The absence of the co-ordination of the DOC's technological and cultural halves--despite its ten-year-old mandate--itself reflects the general failure of the federal government to conceptualize Canadian culture and communications in a way that anticipates socio-economic behavior in an information economy. What has instead developed is an ad hoc approach to policy problems and a related dependency on the market-place for "rational" solutions. Of course it would be a mistake to say that the present federal government has ignored the importance of the DOC. Without a doubt, the past six years have seen some extremely significant changes take place in federal communications and culture policy. The new Broadcasting Act, Copyright Act and the Telecommunications Act all reflect a significant policy shift towards a market-driven strategy. In his address to the Standing Committee on Culture and Communications, in May 1989, Minister of Communications Marcel Masse stated that he has "two main priorities." The first "is to establish a fair and equitable regulatory and policy framework..." while the second "is the convergence of Canada's cultural industries and telecommunications infrastructure" (Masse, 1989, p. 23). It should be noted that these priorities aim, primarily, (1) to accommodate the current productivity and cost demands of most large-scale information users and service suppliers, and (2) to stimulate cultural products as influential businesses (both as profit-making entities and as producers of positive economic spillovers for other sectors) rather than as key components in a broader long-term vision of culture, communications and the Canadian economy.

What Does the Free Trade Agreement Say?

With these factors in mind, as well as the DOC's traditionally cautious approach to U.S. trade relations, we now turn to the text of the FTA itself. Chapter One of Article 102 outlines the Agreement's five "objectives":

  • a) eliminate barriers to trade in goods and services between the territories of the Parties;
  • b) facilitate conditions of fair competition within the free-trade area;
  • c) liberalize significantly conditions for investment within this free-trade area;
  • d) establish effective procedures for the joint administration of this Agreement and the resolution of disputes; and
  • e) lay the foundation for further bilateral and multilateral co-operation to expand and enhance the benefits of this Agreement.
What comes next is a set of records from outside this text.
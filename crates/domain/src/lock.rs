use chrono::{DateTime, Utc};
use serde::{Deserialize, Serialize};

use crate::ExecutionReference;

/// Fixed key of the singleton lock record.
pub const LOCK_RECORD_ID: &str = "0";

/// Result of one conditional acquire attempt.
#[derive(Debug, Clone, Copy, PartialEq, Eq, Serialize, Deserialize)]
#[serde(rename_all = "snake_case")]
pub enum AcquireOutcome {
    /// The record was free and now names the new execution reference.
    Acquired,
    /// Another run already holds the record; nothing was written.
    AlreadyActive,
}

impl AcquireOutcome {
    /// Returns stable outcome value.
    #[must_use]
    pub fn as_str(&self) -> &'static str {
        match self {
            Self::Acquired => "acquired",
            Self::AlreadyActive => "already_active",
        }
    }
}

/// Singleton record tracking whether the workload is active.
///
/// `execution_reference` is present iff `in_progress` is true.
#[derive(Debug, Clone, PartialEq, Eq, Serialize, Deserialize)]
pub struct LockRecord {
    in_progress: bool,
    execution_reference: Option<ExecutionReference>,
    updated_at: DateTime<Utc>,
}

impl LockRecord {
    /// Creates a held record naming the active run.
    #[must_use]
    pub fn acquired(execution_reference: ExecutionReference, updated_at: DateTime<Utc>) -> Self {
        Self {
            in_progress: true,
            execution_reference: Some(execution_reference),
            updated_at,
        }
    }

    /// Creates a released record.
    #[must_use]
    pub fn released(updated_at: DateTime<Utc>) -> Self {
        Self {
            in_progress: false,
            execution_reference: None,
            updated_at,
        }
    }

    /// Rebuilds a record from persisted columns.
    ///
    /// A stored reference on a released record is dropped. A held record
    /// without a reference is kept as-is so stop requests can report it.
    #[must_use]
    pub fn from_parts(
        in_progress: bool,
        execution_reference: Option<ExecutionReference>,
        updated_at: DateTime<Utc>,
    ) -> Self {
        Self {
            in_progress,
            execution_reference: if in_progress {
                execution_reference
            } else {
                None
            },
            updated_at,
        }
    }

    /// Returns true when the conditional acquire gate is open for `current`.
    #[must_use]
    pub fn can_acquire(current: Option<&Self>) -> bool {
        current.is_none_or(|record| !record.in_progress)
    }

    /// Returns the stable record key.
    #[must_use]
    pub fn id(&self) -> &'static str {
        LOCK_RECORD_ID
    }

    /// Returns whether a run is active or presumed active.
    #[must_use]
    pub fn in_progress(&self) -> bool {
        self.in_progress
    }

    /// Returns the active run reference.
    #[must_use]
    pub fn execution_reference(&self) -> Option<&ExecutionReference> {
        self.execution_reference.as_ref()
    }

    /// Returns true when the record is held by the given run.
    #[must_use]
    pub fn is_held_by(&self, execution_reference: &ExecutionReference) -> bool {
        self.in_progress && self.execution_reference.as_ref() == Some(execution_reference)
    }

    /// Returns last write timestamp.
    #[must_use]
    pub fn updated_at(&self) -> DateTime<Utc> {
        self.updated_at
    }
}
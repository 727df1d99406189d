//! On-demand server controller API composition root.

#![forbid(unsafe_code)]

mod api_config;
mod api_router;
mod api_services;
mod dto;
mod error;
mod handlers;
mod middleware;
mod state;

#[cfg(test)]
mod test_support;

use ondemand_core::AppError;
use tracing::info;

use crate::api_config::{ApiConfig, init_tracing};
use crate::api_router::build_router;
use crate::api_services::{build_app_state, connect_and_migrate};

#[tokio::main]
async fn main() -> Result<(), AppError> {
    dotenvy::dotenv().ok();
    init_tracing();

    let config = ApiConfig::load()?;
    let pool = connect_and_migrate(&config.database_url).await?;

    if config.migrate_only {
        info!("database migrations applied successfully");
        return Ok(());
    }

    let app_state = build_app_state(pool, &config)?;
    let app = build_router(app_state, config.cors_allowed_origin.as_deref())?;

    let address = config.socket_address()?;
    let listener = tokio::net::TcpListener::bind(address)
        .await
        .map_err(|error| AppError::Internal(format!("failed to bind listener: {error}")))?;

    info!(
        %address,
        lock_store_backend = config.lock_store_backend.as_str(),
        server_domain_name = %config.server_domain_name,
        "ondemand-api listening"
    );

    axum::serve(listener, app)
        .await
        .map_err(|error| AppError::Internal(format!("api server error: {error}")))
}
impl AsyncDatabase {
    /// Open (creating if needed) the database at `path`.
    ///
    /// With a key the file is encrypted at rest; a key that does not match an
    /// existing file fails with [`DatabaseError::KeyMismatch`]. Open failures are
    /// returned directly and never consume the restart budget.
    pub async fn open(
        path: &Path,
        key: Option<DatabaseKey>,
        config: DatabaseConfig,
    ) -> DatabaseResult<Self> {
        if let Some(parent) = path.parent() {
            if !parent.as_os_str().is_empty() {
                std::fs::create_dir_all(parent)?;
            }
        }

        info!(path = %path.display(), encrypted = key.is_some(), "Opening database");

        let (handle, events) =
            start_worker(path.to_path_buf(), key.clone(), 1, config.startup_timeout)
                .await
                .map_err(StartFailure::into_error)?;

        let (lifecycle, _) = watch::channel(Lifecycle::Starting);
        let (events_tx, _) = broadcast::channel(EVENT_CAPACITY);
        let inner = Arc::new(Inner {
            path: path.to_path_buf(),
            key,
            config,
            next_id: AtomicU64::new(1),
            generation: AtomicU64::new(1),
            pending: Mutex::new(HashMap::new()),
            worker: Mutex::new(Some(handle)),
            restarts: AtomicU32::new(0),
            lifecycle,
            gate: RwLock::new(()),
            events: events_tx,
            health_task: Mutex::new(None),
        });

        tokio::spawn(supervise(Arc::downgrade(&inner), 1, events));
        inner.lifecycle.send_replace(Lifecycle::Ready);

        let db = Self { inner };
        db.spawn_health_task();
        info!("Database ready");
        Ok(db)
    }

    /// Execute a statement that modifies rows.
    pub async fn run(&self, sql: &str, params: Vec<Value>) -> DatabaseResult<RunResult> {
        self.execute(Method::Run {
            sql: sql.to_string(),
            params,
        })
        .await?
        .into_run("run")
    }

    /// First row of a query, if any.
    pub async fn get<T: FromRow>(&self, sql: &str, params: Vec<Value>) -> DatabaseResult<Option<T>> {
        let row = self
            .execute(Method::Get {
                sql: sql.to_string(),
                params,
            })
            .await?
            .into_row("get")?;
        row.as_ref().map(T::from_row).transpose()
    }

    /// Every row of a query.
    pub async fn all<T: FromRow>(&self, sql: &str, params: Vec<Value>) -> DatabaseResult<Vec<T>> {
        self.execute(Method::All {
            sql: sql.to_string(),
            params,
        })
        .await?
        .into_rows("all")?
        .iter()
        .map(T::from_row)
        .collect()
    }

    /// Execute one or more statements without parameters or results.
    pub async fn exec(&self, sql: &str) -> DatabaseResult<()> {
        self.execute(Method::Exec {
            sql: sql.to_string(),
        })
        .await?
        .into_done("exec")
    }

    /// Prepare a statement for repeated use.
    ///
    /// Syntax errors surface here. The statement survives worker restarts.
    pub async fn prepare(&self, sql: &str) -> DatabaseResult<PreparedStatement> {
        PreparedStatement::new(self.clone(), sql).await
    }

    /// Probe the worker with a trivial query.
    pub async fn health_check(&self) -> DatabaseResult<()> {
        self.inner.ready_now()?;
        self.inner.ping().await
    }

    pub fn lifecycle(&self) -> Lifecycle {
        self.inner.lifecycle.borrow().clone()
    }

    pub fn stats(&self) -> DatabaseStats {
        DatabaseStats {
            lifecycle: self.lifecycle(),
            pending: self.inner.pending.lock().len(),
            restarts: self.inner.restarts.load(Ordering::SeqCst),
            generation: self.inner.current_generation(),
        }
    }

    /// Stream of controller events. Slow receivers may observe lag.
    pub fn subscribe(&self) -> broadcast::Receiver<DatabaseEvent> {
        self.inner.events.subscribe()
    }

    /// Close the database.
    ///
    /// Pending requests fail with [`DatabaseError::Closing`]. Closing twice is a
    /// no-op. If the worker does not acknowledge shutdown after the configured
    /// attempts, [`DatabaseError::Termination`] is returned and the thread is
    /// abandoned.
    pub async fn close(&self) -> DatabaseResult<()> {
        let inner = &self.inner;
        let mut was_open = false;
        inner.lifecycle.send_if_modified(|state| {
            if matches!(state, Lifecycle::Closing | Lifecycle::Closed) {
                false
            } else {
                *state = Lifecycle::Closing;
                was_open = true;
                true
            }
        });
        if !was_open {
            return Ok(());
        }

        info!("Closing database");
        if let Some(task) = inner.health_task.lock().take() {
            task.abort();
        }

        let rejected = inner.drain_pending();
        if !rejected.is_empty() {
            debug!(count = rejected.len(), "Rejecting pending requests on close");
        }
        for request in rejected {
            let _ = request.reply.send(Err(DatabaseError::Closing));
        }

        let handle = inner.worker.lock().take();
        let result = match handle {
            Some(handle) => inner.terminate(handle).await,
            None => Ok(()),
        };

        inner.lifecycle.send_replace(Lifecycle::Closed);
        inner.emit(DatabaseEvent::Closed);
        info!("Database closed");
        result
    }

    async fn execute(&self, method: Method) -> DatabaseResult<WorkerResult> {
        let _shared = self.inner.gate.read().await;
        let operation = method.name();
        let class = method.class();
        let inner = &*self.inner;
        inner
            .with_retry(operation, class, |retry| inner.dispatch(method.clone(), retry))
            .await
    }

    fn spawn_health_task(&self) {
        let interval = self.inner.config.health_check_interval;
        if interval.is_zero() {
            return;
        }
        let weak = Arc::downgrade(&self.inner);
        let task = tokio::spawn(async move {
            let mut ticker = tokio::time::interval_at(tokio::time::Instant::now() + interval, interval);
            ticker.set_missed_tick_behavior(MissedTickBehavior::Delay);
            loop {
                ticker.tick().await;
                let Some(inner) = weak.upgrade() else { break };
                if !matches!(*inner.lifecycle.borrow(), Lifecycle::Ready) {
                    continue;
                }
                match inner.ping().await {
                    Ok(()) => debug!("Database health check passed"),
                    Err(e) => {
                        warn!(error = %e, "Database health check failed");
                        inner.emit(DatabaseEvent::HealthCheckFailed {
                            message: e.to_string(),
                        });
                    }
                }
            }
        });
        *self.inner.health_task.lock() = Some(task);
    }

    /// Panic the current worker thread.
    #[cfg(test)]
    pub(crate) fn crash_worker(&self) -> bool {
        self.inner
            .worker
            .lock()
            .as_ref()
            .map(|w| w.send(WorkerCommand::Crash).is_ok())
            .unwrap_or(false)
    }
}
While these five FTA "objectives" emphasize the liberalization of trade, they also imply a particular conception of government power. It is this implicit objective that compels economist Fred Lazar to write that "The fundamental controversy surrounding the Canada-U.S. Free Trade Agreement...involves the role of government in economic development, not the issue of more liberalized trade" (Lazar, in Gold, et al., 1988, p. 434. Emphasis added). This is perhaps most apparent in Article 105 which states that "Each Party shall, to the extent provided in this Agreement, accord national treatment with respect to investment and trade in goods and services." The implications of the FTA's national treatment provisions are extensive. In general, the Canadian government no longer has the power to mount new policies which directly or indirectly affect U.S. commercial interests in an adverse way.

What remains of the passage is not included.